* PROBLEM DETAILS:
Please copy every line with the string "ConversationEvent" from the entries below.

* SUPPLIED ENTRIES:
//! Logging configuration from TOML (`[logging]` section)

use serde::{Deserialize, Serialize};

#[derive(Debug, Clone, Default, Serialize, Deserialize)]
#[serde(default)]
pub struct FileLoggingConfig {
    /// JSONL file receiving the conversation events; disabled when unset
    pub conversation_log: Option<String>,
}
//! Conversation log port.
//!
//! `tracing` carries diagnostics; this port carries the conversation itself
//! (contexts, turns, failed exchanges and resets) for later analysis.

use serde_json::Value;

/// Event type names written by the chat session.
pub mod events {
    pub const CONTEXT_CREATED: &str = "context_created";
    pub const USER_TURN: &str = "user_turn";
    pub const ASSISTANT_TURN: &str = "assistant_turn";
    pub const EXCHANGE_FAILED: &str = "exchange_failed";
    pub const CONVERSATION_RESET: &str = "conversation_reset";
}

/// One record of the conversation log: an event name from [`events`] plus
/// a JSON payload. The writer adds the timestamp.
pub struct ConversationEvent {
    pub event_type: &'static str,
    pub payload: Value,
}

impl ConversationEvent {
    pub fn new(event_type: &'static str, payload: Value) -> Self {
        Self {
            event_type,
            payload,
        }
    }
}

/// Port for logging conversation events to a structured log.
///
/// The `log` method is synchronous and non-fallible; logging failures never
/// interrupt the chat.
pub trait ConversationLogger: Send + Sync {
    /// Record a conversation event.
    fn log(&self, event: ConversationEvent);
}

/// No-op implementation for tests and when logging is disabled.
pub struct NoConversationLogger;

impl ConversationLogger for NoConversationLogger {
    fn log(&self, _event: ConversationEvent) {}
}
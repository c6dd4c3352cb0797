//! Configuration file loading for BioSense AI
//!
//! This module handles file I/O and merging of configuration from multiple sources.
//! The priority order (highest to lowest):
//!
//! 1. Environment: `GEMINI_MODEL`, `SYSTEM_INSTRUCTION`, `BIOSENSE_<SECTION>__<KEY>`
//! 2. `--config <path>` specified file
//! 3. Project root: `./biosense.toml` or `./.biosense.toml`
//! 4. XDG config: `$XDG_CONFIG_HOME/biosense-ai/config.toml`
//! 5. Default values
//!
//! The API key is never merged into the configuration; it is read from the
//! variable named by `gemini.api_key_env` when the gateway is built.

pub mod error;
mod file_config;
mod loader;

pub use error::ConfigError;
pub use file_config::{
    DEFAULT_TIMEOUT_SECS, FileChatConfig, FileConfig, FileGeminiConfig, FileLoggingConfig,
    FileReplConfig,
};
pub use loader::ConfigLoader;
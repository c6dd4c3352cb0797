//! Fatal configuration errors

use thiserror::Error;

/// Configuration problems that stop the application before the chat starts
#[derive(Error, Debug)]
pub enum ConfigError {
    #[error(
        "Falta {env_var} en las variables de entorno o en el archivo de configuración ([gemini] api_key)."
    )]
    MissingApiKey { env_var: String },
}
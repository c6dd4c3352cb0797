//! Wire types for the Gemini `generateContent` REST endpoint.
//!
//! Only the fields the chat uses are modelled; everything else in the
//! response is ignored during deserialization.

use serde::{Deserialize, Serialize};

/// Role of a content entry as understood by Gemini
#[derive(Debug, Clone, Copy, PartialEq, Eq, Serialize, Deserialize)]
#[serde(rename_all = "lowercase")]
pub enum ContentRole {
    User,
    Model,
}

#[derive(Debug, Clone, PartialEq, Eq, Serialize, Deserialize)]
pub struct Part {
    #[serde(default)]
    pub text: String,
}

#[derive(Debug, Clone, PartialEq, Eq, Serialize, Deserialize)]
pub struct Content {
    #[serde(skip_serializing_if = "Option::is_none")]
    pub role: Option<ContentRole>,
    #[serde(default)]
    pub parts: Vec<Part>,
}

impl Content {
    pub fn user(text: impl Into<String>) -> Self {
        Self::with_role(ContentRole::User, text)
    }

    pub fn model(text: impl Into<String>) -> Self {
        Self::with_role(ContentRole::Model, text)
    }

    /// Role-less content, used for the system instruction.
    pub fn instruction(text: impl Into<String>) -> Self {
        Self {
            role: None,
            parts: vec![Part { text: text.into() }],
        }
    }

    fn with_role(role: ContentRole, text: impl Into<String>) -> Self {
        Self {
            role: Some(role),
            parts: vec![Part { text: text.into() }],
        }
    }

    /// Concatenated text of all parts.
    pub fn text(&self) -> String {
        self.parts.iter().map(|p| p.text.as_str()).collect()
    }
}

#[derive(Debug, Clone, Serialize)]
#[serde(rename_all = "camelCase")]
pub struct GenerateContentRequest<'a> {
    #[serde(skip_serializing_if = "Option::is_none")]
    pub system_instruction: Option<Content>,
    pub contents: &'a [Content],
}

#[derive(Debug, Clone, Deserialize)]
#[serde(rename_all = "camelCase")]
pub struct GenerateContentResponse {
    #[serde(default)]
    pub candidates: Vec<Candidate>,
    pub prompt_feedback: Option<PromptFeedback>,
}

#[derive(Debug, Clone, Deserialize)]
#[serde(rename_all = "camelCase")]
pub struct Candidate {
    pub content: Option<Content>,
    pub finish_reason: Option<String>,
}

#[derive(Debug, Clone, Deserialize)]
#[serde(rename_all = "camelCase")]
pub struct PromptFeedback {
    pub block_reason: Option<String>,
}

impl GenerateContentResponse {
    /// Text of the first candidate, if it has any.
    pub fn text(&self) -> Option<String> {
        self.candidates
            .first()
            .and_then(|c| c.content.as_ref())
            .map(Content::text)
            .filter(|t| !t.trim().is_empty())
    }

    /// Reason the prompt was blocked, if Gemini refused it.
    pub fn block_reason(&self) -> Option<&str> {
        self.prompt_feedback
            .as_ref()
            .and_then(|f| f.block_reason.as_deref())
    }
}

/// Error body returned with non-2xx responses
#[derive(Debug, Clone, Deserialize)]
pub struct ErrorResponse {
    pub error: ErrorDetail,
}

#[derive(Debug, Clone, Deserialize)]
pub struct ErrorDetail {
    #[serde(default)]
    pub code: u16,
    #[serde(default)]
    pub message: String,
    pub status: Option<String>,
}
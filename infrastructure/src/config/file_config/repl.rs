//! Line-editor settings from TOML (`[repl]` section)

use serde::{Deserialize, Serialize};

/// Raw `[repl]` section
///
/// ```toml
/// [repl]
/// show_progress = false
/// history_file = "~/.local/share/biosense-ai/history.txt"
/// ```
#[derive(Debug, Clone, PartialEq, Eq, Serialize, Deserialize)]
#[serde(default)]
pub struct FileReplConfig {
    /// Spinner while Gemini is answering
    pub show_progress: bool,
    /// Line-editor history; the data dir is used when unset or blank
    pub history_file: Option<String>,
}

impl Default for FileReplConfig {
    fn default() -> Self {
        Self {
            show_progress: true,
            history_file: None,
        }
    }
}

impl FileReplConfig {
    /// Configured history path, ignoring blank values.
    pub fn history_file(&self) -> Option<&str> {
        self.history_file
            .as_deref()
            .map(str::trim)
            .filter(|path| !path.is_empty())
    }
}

* SOLUTION TO THIS EXERCISE:
pub struct ConversationEvent {
impl ConversationEvent {
    fn log(&self, event: ConversationEvent);
    fn log(&self, _event: ConversationEvent) {}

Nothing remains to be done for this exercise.